Buried point timing verification: For timing verification, the program does not support the rules of “1px exposure”, “pull-down refresh exposure”, “page switching exposure”, “cutting front and background exposure” of buried point exposure, the main reason is that the rules for each business party to expose the buried point are inconsistent, and the implementation of the rule will greatly couple the business code. In Timing Validation we currently only support:

[1] Click the buried point to report the timing verification, the program through the event monitoring and buried point type information to determine whether the timing of the click buried point report is generated under the click operation, if not to report an error.

[2] Buried point repeated reporting check, for the general situation of the user operation will not produce two identical buried point reporting, so the program will verify all the buried point logs that occur under an event for one-by-one verification, to detect whether there are 2 or more buried point logs are exactly the same, if there is an occurrence will report an error.

AlphaTest’s core testing process always focuses on the recording and playback of use cases, and the whole process involves core modules such as automatic task triggering, playback cluster scheduling, assertion service, and message push.

Taking the process of UI automation and buried point automation as an example, AlphaTest takes the business team as the basic unit, which can be associated with the test cases of each team and synchronize the status regularly. At the same time, based on the online review of requirements, the automation use cases are combined with PR, integration packaging, two-round regression and other nodes in the R&D process, and the automation use cases are triggered regularly and the results report is pushed to the relevant person in charge.

Recording use case:

[1] First select the test case to be recorded on the AlphaTest platform, open the App to be tested to scan the code to enter the use case to be recorded, at this time you can set the preconditions required for the use case (account information, mock data, positioning information, etc.), and then click the Start button, the phone will automatically restart and start recording.

[2] The user follows the test case steps to operate the mobile phone normally, AlphaTest will record all the user’s operation behavior, and automatically generate semantic description language for display on the AlphaTest platform, and at the same time, the network data, buried point data and other verification information will also be stored together.

[3] During the recording process, you can quickly open the assertion mode, and record the text extraction/screenshot of the elements you want to verify on the page, so that the same elements can be verified during subsequent playback.

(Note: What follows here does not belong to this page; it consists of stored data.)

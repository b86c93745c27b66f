use serde::Serialize;

use common::Candle;

/// Two-candle engulfing classification.
#[derive(Debug, Clone, Copy, PartialEq, Eq, Serialize)]
#[serde(rename_all = "UPPERCASE")]
pub enum Engulfing {
    Bullish,
    Bearish,
    Neither,
}

/// Classify the adjacent pair `(prev, curr)`, oldest first.
pub fn detect_engulfing(prev: &Candle, curr: &Candle) -> Engulfing {
    if curr.open < prev.close && curr.close > prev.open {
        Engulfing::Bullish
    } else if curr.open > prev.close && curr.close < prev.open {
        Engulfing::Bearish
    } else {
        Engulfing::Neither
    }
}

#[cfg(test)]
mod tests {
    use super::*;
    use chrono::{TimeZone, Utc};
    use rust_decimal::Decimal;
    use rust_decimal_macros::dec;

    fn candle(open: Decimal, close: Decimal) -> Candle {
        let (low, high) = (open.min(close), open.max(close));
        Candle::new(open, high, low, close, Utc.timestamp_opt(0, 0).unwrap())
    }

    #[test]
    fn bullish_engulfing() {
        let prev = candle(dec!(1.105), dec!(1.100));
        let curr = candle(dec!(1.099), dec!(1.108));
        assert_eq!(detect_engulfing(&prev, &curr), Engulfing::Bullish);
    }

    #[test]
    fn bearish_engulfing() {
        let prev = candle(dec!(1.100), dec!(1.105));
        let curr = candle(dec!(1.106), dec!(1.098));
        assert_eq!(detect_engulfing(&prev, &curr), Engulfing::Bearish);
    }

    #[test]
    fn inside_bar_is_neither() {
        let prev = candle(dec!(1.100), dec!(1.110));
        let curr = candle(dec!(1.102), dec!(1.108));
        assert_eq!(detect_engulfing(&prev, &curr), Engulfing::Neither);
    }

    #[test]
    fn touching_bodies_do_not_count() {
        // strict comparisons: equal open/close is not an engulf
        let prev = candle(dec!(1.105), dec!(1.100));
        let curr = candle(dec!(1.100), dec!(1.108));
        assert_eq!(detect_engulfing(&prev, &curr), Engulfing::Neither);
    }
}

[4] Once all the test steps have been performed, click the Save button to generate a cost bar automation use case.

Use case playback:

[1] Scan the QR code corresponding to the automation use case for playback, and the user’s recorded behavior and network data will be restored to one by one, and the whole process of video recording will be assisted for follow-up troubleshooting and traceability.

[2] When an assertion event is encountered during playback, the asserted element is text-extracted/screenshotted and uploaded to the AlphaTest platform. After playback is completed, the assertion screenshot at the time of playback and the assertion screenshot at the time of recording are compared as one of the entire test results.

[3] The buried point data during playback will also be recorded together, and compared with the buried point data at the time of recording and the reporting time, and the difference items will be automatically extracted.

[4] After playback is complete, a full test report is generated and the results are pushed to the relevant personnel via the OA.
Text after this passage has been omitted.